** Opening Provided entries block **
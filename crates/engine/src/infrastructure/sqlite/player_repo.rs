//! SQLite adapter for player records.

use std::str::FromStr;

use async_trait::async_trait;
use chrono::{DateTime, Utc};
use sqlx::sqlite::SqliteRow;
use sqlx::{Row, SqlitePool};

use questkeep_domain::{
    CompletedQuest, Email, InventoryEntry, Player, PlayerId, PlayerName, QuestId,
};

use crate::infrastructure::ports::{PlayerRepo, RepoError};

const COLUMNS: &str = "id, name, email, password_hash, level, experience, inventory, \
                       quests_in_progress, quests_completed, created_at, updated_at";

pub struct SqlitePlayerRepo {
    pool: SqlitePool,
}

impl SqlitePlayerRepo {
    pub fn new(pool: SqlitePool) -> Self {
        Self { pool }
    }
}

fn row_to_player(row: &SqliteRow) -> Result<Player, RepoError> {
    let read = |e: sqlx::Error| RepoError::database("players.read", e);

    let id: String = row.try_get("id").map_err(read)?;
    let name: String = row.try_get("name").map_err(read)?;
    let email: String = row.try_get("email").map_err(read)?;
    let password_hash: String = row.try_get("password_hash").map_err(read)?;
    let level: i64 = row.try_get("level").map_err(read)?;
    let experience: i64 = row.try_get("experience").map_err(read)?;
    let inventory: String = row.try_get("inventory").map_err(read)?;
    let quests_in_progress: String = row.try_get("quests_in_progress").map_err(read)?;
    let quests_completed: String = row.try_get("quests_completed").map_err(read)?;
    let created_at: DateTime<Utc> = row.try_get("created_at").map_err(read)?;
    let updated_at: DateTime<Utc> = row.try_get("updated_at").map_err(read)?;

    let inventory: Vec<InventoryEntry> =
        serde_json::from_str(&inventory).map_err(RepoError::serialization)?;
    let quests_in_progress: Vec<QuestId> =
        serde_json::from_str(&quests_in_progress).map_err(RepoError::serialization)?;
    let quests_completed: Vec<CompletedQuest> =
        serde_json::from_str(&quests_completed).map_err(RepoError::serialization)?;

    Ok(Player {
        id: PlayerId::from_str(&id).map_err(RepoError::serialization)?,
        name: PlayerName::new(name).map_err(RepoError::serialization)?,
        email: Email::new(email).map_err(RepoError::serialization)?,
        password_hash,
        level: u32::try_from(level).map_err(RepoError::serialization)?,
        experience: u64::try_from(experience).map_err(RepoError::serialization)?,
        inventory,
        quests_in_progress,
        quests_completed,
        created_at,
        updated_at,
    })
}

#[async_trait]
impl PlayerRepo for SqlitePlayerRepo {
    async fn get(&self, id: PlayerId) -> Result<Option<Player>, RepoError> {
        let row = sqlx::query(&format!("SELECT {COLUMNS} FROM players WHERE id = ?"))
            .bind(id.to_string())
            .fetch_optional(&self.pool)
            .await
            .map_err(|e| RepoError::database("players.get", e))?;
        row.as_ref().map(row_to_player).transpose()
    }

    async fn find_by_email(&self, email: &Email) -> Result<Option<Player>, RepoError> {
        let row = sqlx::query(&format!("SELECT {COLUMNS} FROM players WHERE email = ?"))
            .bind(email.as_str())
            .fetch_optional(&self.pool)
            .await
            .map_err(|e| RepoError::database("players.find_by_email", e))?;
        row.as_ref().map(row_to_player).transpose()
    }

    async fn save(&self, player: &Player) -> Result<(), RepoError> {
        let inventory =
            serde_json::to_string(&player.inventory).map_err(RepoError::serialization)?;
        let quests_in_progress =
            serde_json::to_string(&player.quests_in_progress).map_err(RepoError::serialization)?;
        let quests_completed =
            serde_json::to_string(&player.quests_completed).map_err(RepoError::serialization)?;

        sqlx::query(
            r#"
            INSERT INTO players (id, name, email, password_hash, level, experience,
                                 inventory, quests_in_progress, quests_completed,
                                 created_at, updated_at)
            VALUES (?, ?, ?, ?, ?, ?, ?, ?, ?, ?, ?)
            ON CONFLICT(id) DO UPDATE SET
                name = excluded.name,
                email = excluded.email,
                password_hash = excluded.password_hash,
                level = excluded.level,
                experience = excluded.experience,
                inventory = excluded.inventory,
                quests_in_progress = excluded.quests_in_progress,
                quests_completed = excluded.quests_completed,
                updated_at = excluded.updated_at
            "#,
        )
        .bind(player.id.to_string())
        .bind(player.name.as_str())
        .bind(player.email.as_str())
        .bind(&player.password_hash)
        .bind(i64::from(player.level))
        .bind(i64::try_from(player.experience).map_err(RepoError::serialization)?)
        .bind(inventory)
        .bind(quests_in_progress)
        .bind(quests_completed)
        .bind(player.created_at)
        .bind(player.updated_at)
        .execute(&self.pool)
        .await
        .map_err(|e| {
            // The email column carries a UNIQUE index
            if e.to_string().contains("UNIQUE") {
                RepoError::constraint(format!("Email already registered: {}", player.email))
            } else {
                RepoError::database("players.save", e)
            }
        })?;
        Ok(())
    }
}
** Closing Provided entries block **
** Opening Provided entries block **
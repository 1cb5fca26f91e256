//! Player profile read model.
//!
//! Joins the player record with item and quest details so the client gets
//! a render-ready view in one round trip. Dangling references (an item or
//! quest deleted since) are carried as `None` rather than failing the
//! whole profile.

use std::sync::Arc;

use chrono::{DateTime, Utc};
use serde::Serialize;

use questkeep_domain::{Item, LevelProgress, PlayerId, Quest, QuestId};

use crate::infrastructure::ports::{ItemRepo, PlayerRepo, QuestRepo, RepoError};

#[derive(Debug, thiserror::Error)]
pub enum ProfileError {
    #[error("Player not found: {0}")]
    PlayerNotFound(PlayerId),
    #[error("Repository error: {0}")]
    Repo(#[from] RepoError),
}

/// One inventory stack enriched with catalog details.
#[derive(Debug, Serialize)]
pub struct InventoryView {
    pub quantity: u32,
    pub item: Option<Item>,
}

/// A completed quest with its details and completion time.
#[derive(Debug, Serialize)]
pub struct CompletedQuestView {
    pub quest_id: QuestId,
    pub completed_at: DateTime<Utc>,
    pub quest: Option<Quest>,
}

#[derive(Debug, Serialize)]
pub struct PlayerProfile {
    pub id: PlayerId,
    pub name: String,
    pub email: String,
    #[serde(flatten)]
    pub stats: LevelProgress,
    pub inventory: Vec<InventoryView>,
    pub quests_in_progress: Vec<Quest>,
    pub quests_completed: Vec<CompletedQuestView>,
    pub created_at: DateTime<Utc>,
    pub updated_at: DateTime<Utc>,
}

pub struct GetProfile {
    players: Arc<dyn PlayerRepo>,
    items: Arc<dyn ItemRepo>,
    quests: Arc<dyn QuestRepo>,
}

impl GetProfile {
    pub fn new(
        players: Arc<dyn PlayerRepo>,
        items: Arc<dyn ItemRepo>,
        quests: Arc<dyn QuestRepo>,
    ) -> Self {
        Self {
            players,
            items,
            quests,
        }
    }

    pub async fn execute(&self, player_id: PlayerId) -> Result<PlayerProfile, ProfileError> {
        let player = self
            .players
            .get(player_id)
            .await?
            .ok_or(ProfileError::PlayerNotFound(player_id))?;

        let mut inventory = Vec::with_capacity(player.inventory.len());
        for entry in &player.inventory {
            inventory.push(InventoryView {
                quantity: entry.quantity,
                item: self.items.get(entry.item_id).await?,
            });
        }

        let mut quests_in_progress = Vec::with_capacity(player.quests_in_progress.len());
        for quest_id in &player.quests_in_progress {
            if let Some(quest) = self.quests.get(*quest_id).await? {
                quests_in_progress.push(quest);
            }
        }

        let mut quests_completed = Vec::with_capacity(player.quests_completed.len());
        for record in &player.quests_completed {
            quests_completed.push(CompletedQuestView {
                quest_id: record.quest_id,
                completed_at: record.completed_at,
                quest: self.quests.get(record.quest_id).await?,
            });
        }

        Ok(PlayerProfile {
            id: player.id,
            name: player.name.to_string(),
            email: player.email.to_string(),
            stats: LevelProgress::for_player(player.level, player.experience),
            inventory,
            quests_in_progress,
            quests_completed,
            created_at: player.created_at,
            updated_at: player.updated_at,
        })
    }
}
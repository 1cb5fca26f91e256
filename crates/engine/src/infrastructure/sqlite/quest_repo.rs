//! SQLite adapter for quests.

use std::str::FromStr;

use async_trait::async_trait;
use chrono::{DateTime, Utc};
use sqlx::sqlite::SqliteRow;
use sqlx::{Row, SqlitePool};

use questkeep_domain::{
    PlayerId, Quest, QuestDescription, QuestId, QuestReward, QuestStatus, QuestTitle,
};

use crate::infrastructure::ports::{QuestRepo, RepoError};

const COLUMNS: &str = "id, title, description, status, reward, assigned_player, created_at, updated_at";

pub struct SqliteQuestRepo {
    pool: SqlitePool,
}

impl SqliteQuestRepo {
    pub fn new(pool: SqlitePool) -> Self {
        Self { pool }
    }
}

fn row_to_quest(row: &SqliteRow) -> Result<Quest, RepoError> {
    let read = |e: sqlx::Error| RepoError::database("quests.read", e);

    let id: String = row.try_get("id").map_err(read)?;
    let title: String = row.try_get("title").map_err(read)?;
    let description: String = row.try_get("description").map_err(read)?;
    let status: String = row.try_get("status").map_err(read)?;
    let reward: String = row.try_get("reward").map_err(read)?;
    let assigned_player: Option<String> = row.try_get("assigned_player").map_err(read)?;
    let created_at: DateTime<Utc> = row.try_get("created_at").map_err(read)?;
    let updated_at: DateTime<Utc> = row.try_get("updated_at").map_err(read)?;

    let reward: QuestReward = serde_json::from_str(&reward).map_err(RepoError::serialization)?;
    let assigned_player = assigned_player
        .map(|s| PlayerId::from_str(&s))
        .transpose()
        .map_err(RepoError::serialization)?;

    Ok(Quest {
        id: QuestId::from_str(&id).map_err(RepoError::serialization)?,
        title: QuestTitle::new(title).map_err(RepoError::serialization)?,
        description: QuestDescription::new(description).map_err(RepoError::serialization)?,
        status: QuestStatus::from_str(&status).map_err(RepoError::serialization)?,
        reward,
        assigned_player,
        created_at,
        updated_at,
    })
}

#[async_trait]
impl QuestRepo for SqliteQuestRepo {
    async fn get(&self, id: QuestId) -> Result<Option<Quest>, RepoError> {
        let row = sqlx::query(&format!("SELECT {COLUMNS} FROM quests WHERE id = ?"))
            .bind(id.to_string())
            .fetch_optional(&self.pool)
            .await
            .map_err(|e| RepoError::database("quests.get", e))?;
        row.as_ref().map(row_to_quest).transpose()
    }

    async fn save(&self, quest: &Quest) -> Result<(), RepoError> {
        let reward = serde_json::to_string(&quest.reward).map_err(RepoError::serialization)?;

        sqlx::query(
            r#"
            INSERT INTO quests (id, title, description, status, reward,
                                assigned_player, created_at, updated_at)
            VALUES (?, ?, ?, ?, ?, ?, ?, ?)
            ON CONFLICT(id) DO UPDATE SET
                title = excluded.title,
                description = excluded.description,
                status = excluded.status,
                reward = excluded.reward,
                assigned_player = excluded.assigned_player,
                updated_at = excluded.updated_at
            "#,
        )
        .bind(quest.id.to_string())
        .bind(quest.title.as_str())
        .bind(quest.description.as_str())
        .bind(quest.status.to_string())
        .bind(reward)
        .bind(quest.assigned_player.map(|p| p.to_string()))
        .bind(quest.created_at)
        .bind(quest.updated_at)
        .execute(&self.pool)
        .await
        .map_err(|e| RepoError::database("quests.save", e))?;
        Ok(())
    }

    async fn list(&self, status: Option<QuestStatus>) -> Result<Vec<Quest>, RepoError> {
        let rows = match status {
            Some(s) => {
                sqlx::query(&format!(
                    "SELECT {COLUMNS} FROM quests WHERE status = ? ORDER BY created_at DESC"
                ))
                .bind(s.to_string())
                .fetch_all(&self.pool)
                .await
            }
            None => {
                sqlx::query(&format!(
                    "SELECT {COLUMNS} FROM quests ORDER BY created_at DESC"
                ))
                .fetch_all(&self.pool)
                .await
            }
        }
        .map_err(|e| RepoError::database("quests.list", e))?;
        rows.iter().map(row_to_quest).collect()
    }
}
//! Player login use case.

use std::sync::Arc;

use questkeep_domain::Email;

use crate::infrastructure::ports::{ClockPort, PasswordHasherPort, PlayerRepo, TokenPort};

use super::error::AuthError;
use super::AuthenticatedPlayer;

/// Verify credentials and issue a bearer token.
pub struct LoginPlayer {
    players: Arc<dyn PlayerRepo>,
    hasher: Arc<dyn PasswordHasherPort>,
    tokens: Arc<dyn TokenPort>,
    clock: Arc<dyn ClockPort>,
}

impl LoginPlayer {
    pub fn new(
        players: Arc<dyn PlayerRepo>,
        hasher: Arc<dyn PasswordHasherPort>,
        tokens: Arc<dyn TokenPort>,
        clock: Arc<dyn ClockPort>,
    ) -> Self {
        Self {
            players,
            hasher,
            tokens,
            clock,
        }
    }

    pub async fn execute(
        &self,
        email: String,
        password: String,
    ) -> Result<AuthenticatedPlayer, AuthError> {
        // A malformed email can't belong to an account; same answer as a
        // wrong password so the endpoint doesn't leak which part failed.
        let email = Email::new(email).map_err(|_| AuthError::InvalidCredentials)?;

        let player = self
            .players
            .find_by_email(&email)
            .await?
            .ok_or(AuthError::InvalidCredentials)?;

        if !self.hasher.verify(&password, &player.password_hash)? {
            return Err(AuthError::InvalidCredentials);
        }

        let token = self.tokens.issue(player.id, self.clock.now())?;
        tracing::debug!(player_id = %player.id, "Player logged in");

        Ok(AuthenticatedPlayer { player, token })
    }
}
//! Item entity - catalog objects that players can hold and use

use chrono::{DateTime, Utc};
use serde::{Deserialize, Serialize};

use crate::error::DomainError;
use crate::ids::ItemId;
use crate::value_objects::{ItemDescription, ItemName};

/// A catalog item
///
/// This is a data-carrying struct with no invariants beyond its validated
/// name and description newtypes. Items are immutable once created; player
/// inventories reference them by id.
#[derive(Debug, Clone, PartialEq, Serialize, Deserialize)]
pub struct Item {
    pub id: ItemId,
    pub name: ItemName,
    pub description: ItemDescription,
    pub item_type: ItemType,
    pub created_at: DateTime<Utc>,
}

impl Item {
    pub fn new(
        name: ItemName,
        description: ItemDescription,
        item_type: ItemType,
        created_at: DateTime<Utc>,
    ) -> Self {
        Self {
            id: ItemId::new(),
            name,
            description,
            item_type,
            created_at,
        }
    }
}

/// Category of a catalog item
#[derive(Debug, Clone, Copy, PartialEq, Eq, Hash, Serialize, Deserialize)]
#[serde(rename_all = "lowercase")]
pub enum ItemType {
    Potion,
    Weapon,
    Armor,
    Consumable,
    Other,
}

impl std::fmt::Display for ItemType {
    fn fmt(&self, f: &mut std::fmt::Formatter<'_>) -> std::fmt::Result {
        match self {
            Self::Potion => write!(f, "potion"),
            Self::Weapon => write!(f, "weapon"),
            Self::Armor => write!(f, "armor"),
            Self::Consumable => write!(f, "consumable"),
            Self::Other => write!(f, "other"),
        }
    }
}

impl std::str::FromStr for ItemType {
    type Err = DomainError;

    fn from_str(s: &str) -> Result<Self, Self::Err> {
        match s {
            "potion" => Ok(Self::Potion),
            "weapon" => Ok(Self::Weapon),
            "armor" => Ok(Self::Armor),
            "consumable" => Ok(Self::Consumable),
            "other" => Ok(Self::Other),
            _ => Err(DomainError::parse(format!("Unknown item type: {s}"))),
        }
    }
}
** Closing Provided entries block **
» **What is required**
Wherever a line of the entries holds the string "push", copy that line.

» **Problem solution**
            inventory.push(InventoryView {
                quests_in_progress.push(quest);
            quests_completed.push(CompletedQuestView {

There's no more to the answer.